Вечный идеал воли заурядной — "быть не хуже других"; "быть лучше" — всегдашнее стремление воли, превосходящей средний уровень. Если же не хватает сил на то, чтобы "быть", остается хорошо укатанный и миллионы раз испробованный способ — казаться. Причем казаться себе такое же нешуточное и трудное дело, как казаться другим; ведь наш разум, наша способность представления так неосторожна, так по-детски наивна, что, выйдя на минуту из-под контроля, она может тут же поднести нам какое-нибудь мимолетное впечатление, в котором наш истинный, тщательно упрятанный облик отразится во всей своей убогости. Но тот же разум, как бы исправляя свою минутную оплошность, сразу кинется восстанавливать разрушения, искать и находить оправдания нашей нечестности — в силе обстоятельств, жестокости — в исполнении долга, корысти — в интересах семьи и потомства, трусости — в необычайной ценности нашей жизни для всего человечества, и тому подобное.

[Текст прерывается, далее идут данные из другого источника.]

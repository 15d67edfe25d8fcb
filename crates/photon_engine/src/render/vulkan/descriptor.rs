//! Descriptor set and resource binding management
//!
//! A descriptor group is one (set layout, pool, N sets) triple bound at a
//! fixed `set` index. Groups shared identically across all frame slots hold
//! exactly one set; per-frame groups hold one set per swapchain image.

use ash::{vk, Device};

use crate::render::vulkan::context::{VulkanError, VulkanResult};

/// One binding within a descriptor group
pub struct BindingDesc {
    /// Binding index within the set
    pub binding: u32,
    /// Descriptor type
    pub ty: vk::DescriptorType,
    /// Shader stages that read the binding
    pub stages: vk::ShaderStageFlags,
}

/// Creation parameters for a [`DescriptorGroup`]
pub struct DescriptorGroupDesc {
    /// The fixed `set` index this group binds at
    pub set_index: u32,
    /// One shared set for all frame slots, or one set per slot
    pub single_set: bool,
    /// Bindings at fixed indices
    pub bindings: Vec<BindingDesc>,
}

/// Number of descriptor sets a group allocates
fn set_count_for(single_set: bool, frames_in_flight: usize) -> usize {
    if single_set {
        1
    } else {
        frames_in_flight
    }
}

/// Descriptor group: layout, pool, and sets at a fixed set index
pub struct DescriptorGroup {
    device: Device,
    layout: vk::DescriptorSetLayout,
    pool: vk::DescriptorPool,
    sets: Vec<vk::DescriptorSet>,
    set_index: u32,
    single_set: bool,
}

impl DescriptorGroup {
    /// Create the layout, pool, and sets for one group
    pub fn new(device: Device, desc: &DescriptorGroupDesc, frames_in_flight: usize) -> VulkanResult<Self> {
        let bindings: Vec<vk::DescriptorSetLayoutBinding> = desc
            .bindings
            .iter()
            .map(|b| {
                vk::DescriptorSetLayoutBinding::builder()
                    .binding(b.binding)
                    .descriptor_type(b.ty)
                    .descriptor_count(1)
                    .stage_flags(b.stages)
                    .build()
            })
            .collect();

        let layout_info = vk::DescriptorSetLayoutCreateInfo::builder().bindings(&bindings);
        let layout = unsafe {
            device
                .create_descriptor_set_layout(&layout_info, None)
                .map_err(VulkanError::Api)?
        };

        let set_count = set_count_for(desc.single_set, frames_in_flight) as u32;

        let pool_sizes: Vec<vk::DescriptorPoolSize> = desc
            .bindings
            .iter()
            .map(|b| {
                vk::DescriptorPoolSize::builder()
                    .ty(b.ty)
                    .descriptor_count(set_count)
                    .build()
            })
            .collect();

        let pool_info = vk::DescriptorPoolCreateInfo::builder()
            .max_sets(set_count)
            .pool_sizes(&pool_sizes);
        let pool = unsafe {
            device
                .create_descriptor_pool(&pool_info, None)
                .map_err(VulkanError::Api)?
        };

        let layouts = vec![layout; set_count as usize];
        let alloc_info = vk::DescriptorSetAllocateInfo::builder()
            .descriptor_pool(pool)
            .set_layouts(&layouts);
        let sets = unsafe {
            device
                .allocate_descriptor_sets(&alloc_info)
                .map_err(VulkanError::Api)?
        };

        Ok(Self {
            device,
            layout,
            pool,
            sets,
            set_index: desc.set_index,
            single_set: desc.single_set,
        })
    }

    /// The layout handle
    pub fn layout(&self) -> vk::DescriptorSetLayout {
        self.layout
    }

    /// The fixed `set` index this group binds at
    pub fn set_index(&self) -> u32 {
        self.set_index
    }

    /// Whether one shared set serves every frame slot
    pub fn is_single_set(&self) -> bool {
        self.single_set
    }

    /// Number of allocated sets
    pub fn set_count(&self) -> usize {
        self.sets.len()
    }

    /// The set to bind for a frame slot: the shared set, or this slot's own
    pub fn set_for_frame(&self, frame_slot: usize) -> vk::DescriptorSet {
        if self.single_set {
            self.sets[0]
        } else {
            self.sets[frame_slot]
        }
    }

    /// Point a buffer binding at a buffer, in every set of the group
    pub fn write_buffer(
        &self,
        binding: u32,
        ty: vk::DescriptorType,
        buffer: vk::Buffer,
        range: vk::DeviceSize,
    ) {
        for &set in &self.sets {
            let buffer_info = [vk::DescriptorBufferInfo::builder()
                .buffer(buffer)
                .offset(0)
                .range(range)
                .build()];
            let write = vk::WriteDescriptorSet::builder()
                .dst_set(set)
                .dst_binding(binding)
                .dst_array_element(0)
                .descriptor_type(ty)
                .buffer_info(&buffer_info)
                .build();
            unsafe {
                self.device.update_descriptor_sets(&[write], &[]);
            }
        }
    }

    /// Point an image binding at a view+sampler, one view per frame slot.
    ///
    /// `view_for_frame` receives the frame index of each set; single-set
    /// groups pass 0.
    pub fn write_image_per_frame(
        &self,
        binding: u32,
        sampler: vk::Sampler,
        layout: vk::ImageLayout,
        mut view_for_frame: impl FnMut(usize) -> vk::ImageView,
    ) {
        for (frame, &set) in self.sets.iter().enumerate() {
            let image_info = [vk::DescriptorImageInfo::builder()
                .image_view(view_for_frame(frame))
                .sampler(sampler)
                .image_layout(layout)
                .build()];
            let write = vk::WriteDescriptorSet::builder()
                .dst_set(set)
                .dst_binding(binding)
                .dst_array_element(0)
                .descriptor_type(vk::DescriptorType::COMBINED_IMAGE_SAMPLER)
                .image_info(&image_info)
                .build();
            unsafe {
                self.device.update_descriptor_sets(&[write], &[]);
            }
        }
    }
}

impl Drop for DescriptorGroup {
    fn drop(&mut self) {
        unsafe {
            self.device.destroy_descriptor_pool(self.pool, None);
            self.device.destroy_descriptor_set_layout(self.layout, None);
        }
    }
}

/// An empty descriptor set layout used to fill unused pipeline-layout slots
pub struct EmptySetLayout {
    device: Device,
    layout: vk::DescriptorSetLayout,
}

impl EmptySetLayout {
    /// Create the empty layout (once per context)
    pub fn new(device: Device) -> VulkanResult<Self> {
        let layout_info = vk::DescriptorSetLayoutCreateInfo::builder();
        let layout = unsafe {
            device
                .create_descriptor_set_layout(&layout_info, None)
                .map_err(VulkanError::Api)?
        };
        Ok(Self { device, layout })
    }

    /// Get the layout handle
    pub fn handle(&self) -> vk::DescriptorSetLayout {
        self.layout
    }
}

impl Drop for EmptySetLayout {
    fn drop(&mut self) {
        unsafe {
            self.device.destroy_descriptor_set_layout(self.layout, None);
        }
    }
}

#[cfg(test)]
mod tests {
    use super::*;

    #[test]
    fn per_frame_groups_get_one_set_per_swapchain_image() {
        assert_eq!(set_count_for(false, 3), 3);
        assert_eq!(set_count_for(false, 2), 2);
    }

    #[test]
    fn shared_groups_get_exactly_one_set() {
        assert_eq!(set_count_for(true, 3), 1);
        assert_eq!(set_count_for(true, 1), 1);
    }
}
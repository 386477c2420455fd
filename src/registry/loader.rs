//! Loaders and the providers they are made of.
//!
//! A [`Loader`] is a capability set: for each [`Kind`] it supports it holds a
//! [`Provider`] that can look resources up by name and, optionally, list
//! them. Loaders are shared as `Arc<Loader>` so the registry can remove a
//! specific one later by identity.

use crate::registry::kind::Kind;
use crate::registry::resolver::Registry;
use crate::registry::resource::Resource;
use indexmap::IndexMap;
use std::fmt;
use std::sync::Arc;

/// Lookup and listing for one resource kind.
///
/// Both operations are optional. A provider that does not list returns
/// `None` from [`Provider::list`] and is skipped when the registry
/// concatenates listings.
pub trait Provider: Send + Sync {
    /// Look up `name`. The registry passes itself so providers can resolve
    /// other resources while answering.
    fn load(&self, registry: &Registry, name: &str) -> Option<Resource> {
        let _ = (registry, name);
        None
    }

    /// Every resource this provider holds, in its own order.
    fn list(&self) -> Option<Vec<(String, Resource)>> {
        None
    }
}

/// Provider backed by an insertion-ordered map.
///
/// This is what `add_<kind>` wraps its arguments in. Names are unique; a
/// repeated name replaces the earlier value in place.
#[derive(Debug, Clone, Default)]
pub struct MapProvider {
    entries: IndexMap<String, Resource>,
}

impl MapProvider {
    pub fn new() -> Self {
        Self::default()
    }

    pub fn insert(&mut self, name: impl Into<String>, resource: impl Into<Resource>) {
        self.entries.insert(name.into(), resource.into());
    }

    pub fn len(&self) -> usize {
        self.entries.len()
    }

    pub fn is_empty(&self) -> bool {
        self.entries.is_empty()
    }
}

impl<N: Into<String>> FromIterator<(N, Resource)> for MapProvider {
    fn from_iter<I: IntoIterator<Item = (N, Resource)>>(iter: I) -> Self {
        Self {
            entries: iter.into_iter().map(|(n, r)| (n.into(), r)).collect(),
        }
    }
}

impl Provider for MapProvider {
    fn load(&self, _registry: &Registry, name: &str) -> Option<Resource> {
        self.entries.get(name).cloned()
    }

    fn list(&self) -> Option<Vec<(String, Resource)>> {
        Some(
            self.entries
                .iter()
                .map(|(name, resource)| (name.clone(), resource.clone()))
                .collect(),
        )
    }
}

type LoadFn = dyn Fn(&Registry, &str) -> Option<Resource> + Send + Sync;

/// Provider that answers lookups with a closure and does not list.
pub struct FnProvider {
    load: Box<LoadFn>,
}

impl FnProvider {
    pub fn new<F>(load: F) -> Self
    where
        F: Fn(&Registry, &str) -> Option<Resource> + Send + Sync + 'static,
    {
        Self {
            load: Box::new(load),
        }
    }
}

impl Provider for FnProvider {
    fn load(&self, registry: &Registry, name: &str) -> Option<Resource> {
        (self.load)(registry, name)
    }
}

impl fmt::Debug for FnProvider {
    fn fmt(&self, f: &mut fmt::Formatter<'_>) -> fmt::Result {
        f.write_str("FnProvider")
    }
}

type TeardownFn = dyn Fn() + Send + Sync;

/// A named set of providers, one per kind.
pub struct Loader {
    label: String,
    providers: IndexMap<Kind, Arc<dyn Provider>>,
    teardown: Option<Box<TeardownFn>>,
}

impl Loader {
    /// Create an empty loader. The label only shows up in logs and `Debug`.
    pub fn new(label: impl Into<String>) -> Self {
        Self {
            label: label.into(),
            providers: IndexMap::new(),
            teardown: None,
        }
    }

    /// Add (or replace) the provider for `kind`.
    pub fn with_provider(mut self, kind: impl Into<Kind>, provider: impl Provider + 'static) -> Self {
        self.providers.insert(kind.into(), Arc::new(provider));
        self
    }

    /// Answer lookups for `kind` with a closure.
    pub fn with_load_fn<F>(self, kind: impl Into<Kind>, load: F) -> Self
    where
        F: Fn(&Registry, &str) -> Option<Resource> + Send + Sync + 'static,
    {
        self.with_provider(kind, FnProvider::new(load))
    }

    /// Serve `entries` for `kind` from a map.
    pub fn with_entries<N, I>(self, kind: impl Into<Kind>, entries: I) -> Self
    where
        N: Into<String>,
        I: IntoIterator<Item = (N, Resource)>,
    {
        self.with_provider(kind, entries.into_iter().collect::<MapProvider>())
    }

    /// Run `hook` when this loader is removed from a registry.
    pub fn with_teardown<F>(mut self, hook: F) -> Self
    where
        F: Fn() + Send + Sync + 'static,
    {
        self.teardown = Some(Box::new(hook));
        self
    }

    pub fn label(&self) -> &str {
        &self.label
    }

    /// Kinds this loader provides, in the order they were added.
    pub fn kinds(&self) -> impl Iterator<Item = &Kind> {
        self.providers.keys()
    }

    pub fn provider(&self, kind: &Kind) -> Option<&dyn Provider> {
        self.providers.get(kind).map(|p| p.as_ref())
    }

    pub fn provides(&self, kind: &Kind) -> bool {
        self.providers.contains_key(kind)
    }

    pub fn has_teardown(&self) -> bool {
        self.teardown.is_some()
    }

    pub(crate) fn run_teardown(&self) {
        if let Some(hook) = &self.teardown {
            hook();
        }
    }
}

impl fmt::Debug for Loader {
    fn fmt(&self, f: &mut fmt::Formatter<'_>) -> fmt::Result {
        f.debug_struct("Loader")
            .field("label", &self.label)
            .field("kinds", &self.providers.keys().collect::<Vec<_>>())
            .field("teardown", &self.teardown.is_some())
            .finish()
    }
}

#[cfg(test)]
mod tests {
    use super::*;
    use serde_json::json;
    use std::sync::atomic::{AtomicUsize, Ordering};

    #[test]
    fn map_provider_loads_and_lists_in_insertion_order() {
        let registry = Registry::new();
        let mut provider = MapProvider::new();
        provider.insert("b", json!(2));
        provider.insert("a", json!(1));

        assert_eq!(provider.load(&registry, "a"), Some(Resource::from(json!(1))));
        assert_eq!(provider.load(&registry, "missing"), None);

        let names: Vec<String> = provider.list().unwrap().into_iter().map(|(n, _)| n).collect();
        assert_eq!(names, vec!["b", "a"]);
    }

    #[test]
    fn map_provider_replaces_duplicate_names_in_place() {
        let mut provider = MapProvider::new();
        provider.insert("a", json!(1));
        provider.insert("b", json!(2));
        provider.insert("a", json!(3));

        assert_eq!(provider.len(), 2);
        let listed = provider.list().unwrap();
        assert_eq!(listed[0], ("a".to_string(), Resource::from(json!(3))));
    }

    #[test]
    fn fn_provider_does_not_list() {
        let provider = FnProvider::new(|_, name| Some(Resource::from(name.to_uppercase())));
        let registry = Registry::new();
        assert_eq!(provider.load(&registry, "x"), Some(Resource::from("X")));
        assert!(provider.list().is_none());
    }

    #[test]
    fn loader_reports_its_kinds() {
        let loader = Loader::new("forms")
            .with_entries(Kind::TEMPLATE, [("base", Resource::from("<div/>"))])
            .with_load_fn(Kind::TYPE, |_, _| None);

        let kinds: Vec<&Kind> = loader.kinds().collect();
        assert_eq!(kinds, vec![&Kind::TEMPLATE, &Kind::TYPE]);
        assert!(loader.provides(&Kind::TYPE));
        assert!(!loader.provides(&Kind::SCHEMA));
        assert!(loader.provider(&Kind::SCHEMA).is_none());
    }

    #[test]
    fn empty_loader_provides_nothing() {
        let loader = Loader::new("empty");
        assert_eq!(loader.kinds().count(), 0);
        assert!(!loader.has_teardown());
    }

    #[test]
    fn teardown_runs_hook() {
        let calls = Arc::new(AtomicUsize::new(0));
        let counter = Arc::clone(&calls);
        let loader = Loader::new("hooked").with_teardown(move || {
            counter.fetch_add(1, Ordering::SeqCst);
        });

        loader.run_teardown();
        assert_eq!(calls.load(Ordering::SeqCst), 1);
    }

    #[test]
    fn debug_shows_label_and_kinds() {
        let loader = Loader::new("forms").with_load_fn(Kind::SCHEMA, |_, _| None);
        let debug = format!("{loader:?}");
        assert!(debug.contains("forms"));
        assert!(debug.contains("Schema"));
    }
}
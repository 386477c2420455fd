//! Resource kinds.
//!
//! A [`Kind`] names a category of resources a loader can provide. The six
//! built-in kinds are associated constants; further kinds are registered on a
//! [`Registry`](crate::registry::Registry) at runtime.

use regex::Regex;
use std::borrow::Cow;
use std::fmt;
use std::sync::LazyLock;

static KIND_NAME: LazyLock<Regex> =
    LazyLock::new(|| Regex::new(r"^[A-Za-z][A-Za-z0-9_]*$").expect("kind name pattern is valid"));

/// A category of resources, e.g. `Template` or `Validator`.
#[derive(Debug, Clone, PartialEq, Eq, Hash, PartialOrd, Ord)]
pub struct Kind(Cow<'static, str>);

impl Kind {
    pub const TEMPLATE: Kind = Kind(Cow::Borrowed("Template"));
    pub const TYPE: Kind = Kind(Cow::Borrowed("Type"));
    pub const SCHEMA: Kind = Kind(Cow::Borrowed("Schema"));
    pub const VALIDATOR: Kind = Kind(Cow::Borrowed("Validator"));
    pub const PROCESSOR: Kind = Kind(Cow::Borrowed("Processor"));
    pub const OPERATOR: Kind = Kind(Cow::Borrowed("Operator"));

    /// The kinds every registry knows from construction, in declaration order.
    pub const BUILTIN: [Kind; 6] = [
        Kind::TEMPLATE,
        Kind::TYPE,
        Kind::SCHEMA,
        Kind::VALIDATOR,
        Kind::PROCESSOR,
        Kind::OPERATOR,
    ];

    /// Create a kind from any name. Use [`Kind::is_well_formed`] to check it.
    pub fn new(name: impl Into<String>) -> Self {
        Kind(Cow::Owned(name.into()))
    }

    /// The kind name as written, e.g. `Template`.
    pub fn name(&self) -> &str {
        &self.0
    }

    /// Lowercased name used as the resource field of listing entries.
    pub fn field(&self) -> String {
        self.0.to_lowercase()
    }

    /// Whether this is one of the six built-in kinds.
    pub fn is_builtin(&self) -> bool {
        Self::BUILTIN.contains(self)
    }

    /// Kind names are identifiers: a letter followed by letters, digits or `_`.
    pub fn is_well_formed(&self) -> bool {
        KIND_NAME.is_match(&self.0)
    }
}

impl fmt::Display for Kind {
    fn fmt(&self, f: &mut fmt::Formatter<'_>) -> fmt::Result {
        f.write_str(&self.0)
    }
}

impl From<&str> for Kind {
    fn from(name: &str) -> Self {
        Kind::new(name)
    }
}

impl From<String> for Kind {
    fn from(name: String) -> Self {
        Kind::new(name)
    }
}
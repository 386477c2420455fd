//! Loader registry.
//!
//! This module resolves named resources through a chain of loaders:
//! - Kinds name resource categories ([`Kind`])
//! - Loaders bundle one provider per kind ([`Loader`], [`Provider`])
//! - The registry orders loaders and resolves through them ([`Registry`])
//! - Validators are built from descriptions ([`Registry::init_validator`])
//! - Property types dispatch to the right resolution ([`Registry::load_by_prop_type`])
//!
//! # Resolution Order
//!
//! Loaders are asked newest first; the first non-null answer wins. Loaders
//! passed to [`Registry::with_loaders`] keep their given order, and the
//! built-in validators (when enabled) are always asked last.
//!
//! # Example
//!
//! ```
//! use schema_loader::registry::{Registry, Resource};
//! use serde_json::json;
//!
//! let mut registry = Registry::new();
//! registry.add_type("Text", json!({"input": "text"}));
//! registry.add_type("Text", json!({"input": "textarea"}));
//!
//! // The later registration shadows the earlier one
//! assert_eq!(
//!     registry.load_type("Text"),
//!     Some(Resource::from(json!({"input": "textarea"})))
//! );
//! // Listings keep both, newest first
//! assert_eq!(registry.list_types().len(), 2);
//! ```

pub mod accessors;
pub mod builtin;
pub mod kind;
pub mod loader;
pub mod prop_type;
pub mod resolver;
pub mod resource;
pub mod validator;

// Re-exports
pub use kind::Kind;
pub use loader::{FnProvider, Loader, MapProvider, Provider};
pub use prop_type::{to_label_value, PropKind, Resolved};
pub use resolver::{KindAccessor, Registry};
pub use resource::{Entry, Resource};
pub use validator::{FactoryArgs, Validator, ValidatorFactory, REGEXP_FACTORY};
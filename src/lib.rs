//! schema-loader - pluggable loader chain for form resources.
//!
//! Independent loaders register named templates, types, schemas, validators,
//! processors and operators on a [`Registry`]. Lookups walk the loader chain
//! newest first and return the first answer; listings concatenate every
//! loader's entries in the same order.
//!
//! # Modules
//!
//! - [`config`] - Registry configuration and property-type tags
//! - [`diagnostics`] - Developer-facing warnings
//! - [`error`] - Error types and result aliases
//! - [`registry`] - Kinds, loaders, the chain, validators and prop-type dispatch
//!
//! # Example
//!
//! ```
//! use schema_loader::config::{PropTypes, RegistryConfig};
//! use schema_loader::registry::{Resolved, Resource};
//! use schema_loader::Registry;
//! use serde_json::json;
//!
//! let config = RegistryConfig::default()
//!     .with_prop_types(PropTypes::default())
//!     .with_builtin_validators();
//! let mut registry = Registry::with_config(config);
//! registry.add_template("fieldset", "<fieldset/>");
//!
//! let template = registry.load_by_prop_type("template", Resource::from("fieldset")).unwrap();
//! assert_eq!(template, Resolved::Resource(Resource::from("<fieldset/>")));
//!
//! let Resolved::Validator(zip) = registry.load_by_prop_type("validator", Resource::from("/^[0-9]{5}$/")).unwrap() else {
//!     panic!("expected a validator");
//! };
//! assert!(zip.is_valid(&json!("12345")));
//! assert!(!zip.is_valid(&json!("1234")));
//! ```

pub mod config;
pub mod diagnostics;
pub mod error;
pub mod registry;

pub use config::{PropTypes, RegistryConfig};
pub use diagnostics::Diagnostics;
pub use error::{RegistryError, Result};
pub use registry::Registry;
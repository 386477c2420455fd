//! Registry configuration.
//!
//! A [`RegistryConfig`] decides how a [`Registry`](crate::Registry) is built:
//! whether diagnostics are emitted, whether the built-in validator factories
//! are loaded, and which property-type tags `load_by_prop_type` dispatches on.
//!
//! Configuration is plain serde data so hosts can embed it in their own
//! config files; [`RegistryConfig::from_yaml`] parses a YAML snippet.
//!
//! # Example
//!
//! ```
//! use schema_loader::config::RegistryConfig;
//!
//! let config = RegistryConfig::from_yaml(
//!     r#"
//! diagnostics: false
//! builtin_validators: true
//! prop_types:
//!   options: Options
//! "#,
//! )
//! .unwrap();
//!
//! assert!(!config.diagnostics);
//! let prop_types = config.prop_types.unwrap();
//! assert_eq!(prop_types.options, "Options");
//! assert_eq!(prop_types.template, "template");
//! ```

use crate::error::{RegistryError, Result};
use serde::{Deserialize, Serialize};

/// How to build a registry.
#[derive(Debug, Clone, PartialEq, Eq, Serialize, Deserialize)]
#[serde(default)]
pub struct RegistryConfig {
    /// Emit developer diagnostics. Defaults to on in debug builds.
    pub diagnostics: bool,

    /// Put the built-in validator factories (`regexp`, `required`,
    /// `minLength`, `maxLength`) at the end of the chain.
    pub builtin_validators: bool,

    /// Tags recognized by `load_by_prop_type`. Without them property-type
    /// dispatch is disabled.
    pub prop_types: Option<PropTypes>,
}

impl Default for RegistryConfig {
    fn default() -> Self {
        Self {
            diagnostics: cfg!(debug_assertions),
            builtin_validators: false,
            prop_types: None,
        }
    }
}

impl RegistryConfig {
    /// Parse configuration from YAML. Missing fields take their defaults.
    pub fn from_yaml(content: &str) -> Result<Self> {
        serde_yaml::from_str(content).map_err(|e| RegistryError::ConfigParseError {
            message: e.to_string(),
        })
    }

    /// Enable property-type dispatch with the given tags.
    pub fn with_prop_types(mut self, prop_types: PropTypes) -> Self {
        self.prop_types = Some(prop_types);
        self
    }

    /// Load the built-in validator factories.
    pub fn with_builtin_validators(mut self) -> Self {
        self.builtin_validators = true;
        self
    }

    pub fn with_diagnostics(mut self, enabled: bool) -> Self {
        self.diagnostics = enabled;
        self
    }
}

/// Property-type tags, compared by equality only.
///
/// Each field holds the tag a form field uses to ask for that kind of
/// resolution. The default tags are the field names themselves.
#[derive(Debug, Clone, PartialEq, Eq, Serialize, Deserialize)]
#[serde(default)]
pub struct PropTypes {
    pub template: String,
    #[serde(rename = "type")]
    pub type_: String,
    pub schema: String,
    pub validator: String,
    pub validators: String,
    pub processor: String,
    pub operator: String,
    pub options: String,
}

impl Default for PropTypes {
    fn default() -> Self {
        Self {
            template: "template".to_string(),
            type_: "type".to_string(),
            schema: "schema".to_string(),
            validator: "validator".to_string(),
            validators: "validators".to_string(),
            processor: "processor".to_string(),
            operator: "operator".to_string(),
            options: "options".to_string(),
        }
    }
}

#[cfg(test)]
mod tests {
    use super::*;

    #[test]
    fn default_config_has_no_prop_types() {
        let config = RegistryConfig::default();
        assert!(config.prop_types.is_none());
        assert!(!config.builtin_validators);
        assert_eq!(config.diagnostics, cfg!(debug_assertions));
    }

    #[test]
    fn empty_yaml_uses_defaults() {
        let config = RegistryConfig::from_yaml("{}").unwrap();
        assert_eq!(config, RegistryConfig::default());
    }

    #[test]
    fn yaml_overrides_individual_tags() {
        let config = RegistryConfig::from_yaml(
            r#"
prop_types:
  type: FieldType
  validators: ValidatorList
"#,
        )
        .unwrap();

        let tags = config.prop_types.unwrap();
        assert_eq!(tags.type_, "FieldType");
        assert_eq!(tags.validators, "ValidatorList");
        assert_eq!(tags.schema, "schema");
    }

    #[test]
    fn invalid_yaml_is_a_parse_error() {
        let result = RegistryConfig::from_yaml("diagnostics: [not, a, bool]");
        assert!(matches!(result, Err(RegistryError::ConfigParseError { .. })));
    }

    #[test]
    fn builder_methods_set_fields() {
        let config = RegistryConfig::default()
            .with_prop_types(PropTypes::default())
            .with_builtin_validators()
            .with_diagnostics(false);

        assert!(config.builtin_validators);
        assert!(!config.diagnostics);
        assert_eq!(config.prop_types, Some(PropTypes::default()));
    }
}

Поэтому идеалы, принятые в том или ином обществе, могут лишь сказать нам о том, чем стараются казаться члены этого общества, но вовсе не о том, каковы они на самом деле. Так, язычники Афин времен Фемистокла и Аристида, с их весьма сомнительными нравственными принципами, вызывают в нас гораздо большую симпатию, чем христианнейшие испанцы Филиппа Второго, а дикие индейцы Северной Америки поражали своим достоинством даже самих цивилизованных своих завоевателей. С другой стороны, и возможности явления человеком своей свободы так часто бывают ограничены общественными условиями, что судить о ней самой по ее проявлениям можно лишь приблизительно; в этом смысле весьма справедливы строки, посвященные Пушкиным Чаадаеву: "Он в Риме был бы Брут, в Афинах — Периклес, у нас он — офицер гусарский"37. Пожалуй, единственно в сфере творчества наше суждение о необычайно высоком уровне свободы гениального художника или ученого следует признать правомочным — ведь они видели и знали то же, что и прочие люди во все времена, но оставили замечательные произведения, показывающие насколько глубже их взгляд проникал сквозь пелену Майи.
Следует, однако, оговориться, что ни в коем случае нельзя считать уровень свободы воли человека совпадающим с его нравственным уровнем; довольно часто они оказываются даже в противоречии друг с другом, о чем и сказано в Писании: "Блаженны нищие духом, ибо их есть Царствие Небесное" (Матф 5.3). Чем выше воля человека, тем острее ощущает он в себе томление духа и тем скорее решается утолить его любыми средствами — вплоть до тех, которые принесут страдания окружающим. Всякий человек знает себя свободным, с одной стороны, на основании самосознания, с другой, — на основании признания своей свободы другими людьми. Первый источник обладает свойствами неуничтожимости и расплывчатости, ибо он есть вещь в себе, второй — конкретностью, наглядностью, но зато и изменчивостью явления. Нравственный уровень человека определяется тем, какому из источников он больше доверяет. Доверяя больше первому, самосознанию, он, естественно, склонен признавать и уважать свободу и в других людях, независимо от того, явили они ее наглядно или нет, ничтожные они слуги или могучие повелители. Но тот же человек, попав в сутолку больших городов, в водоворот человеческих страстей и мнений, может очень перемениться: теперь голос самосознания заглушен в нем, он забыл о собственной врожденной свободе, жаждет только признания ее со стороны, и лишь бы добиться этого признания, грабит, унижает, топчет других — от его нравственных достоинств не осталось и следа.
"Что бы вы мне ни говорили, я знаю свою волю свободной и буду уважать эту свободу в себе и в любом другом человеке", — у всякого ли достанет сил отстаивать такое убеждение, вопреки всему, что принято называть грубой дейст-вительностью? Христианство и буддизм приобрели такое огромное влияние именно потому, что они превращали в реальность Слова и Закона то, что каждый человек смутно сознавал. "Кто бы ты ни был, — говорили они ему, — тебе дарована свобода, и только от тебя зависит — быть сыном в доме Отца твоего или рабом, прорваться к Браме или остаться в плену Майи". Но врожденное неравенство свободы воли снова и снова обнаруживало себя в явлениях, в общественной жизни и неравенстве социальном — и снова человек переставал слышать голос самосознания, извращал смысл религии, доверялся куда более громкому голосу вещей и мнений. То один, то другой голос звучит сильнее в душе человека, и именно от этого он бывает то добр, то зол, сбивая с толку всех исследователей и психологов, и именно поэтому перенесенное страдание, возвращая к самому себе, может облагородить, а счастье и успех, отвлекая наружу, породить эгоизм и жестокость.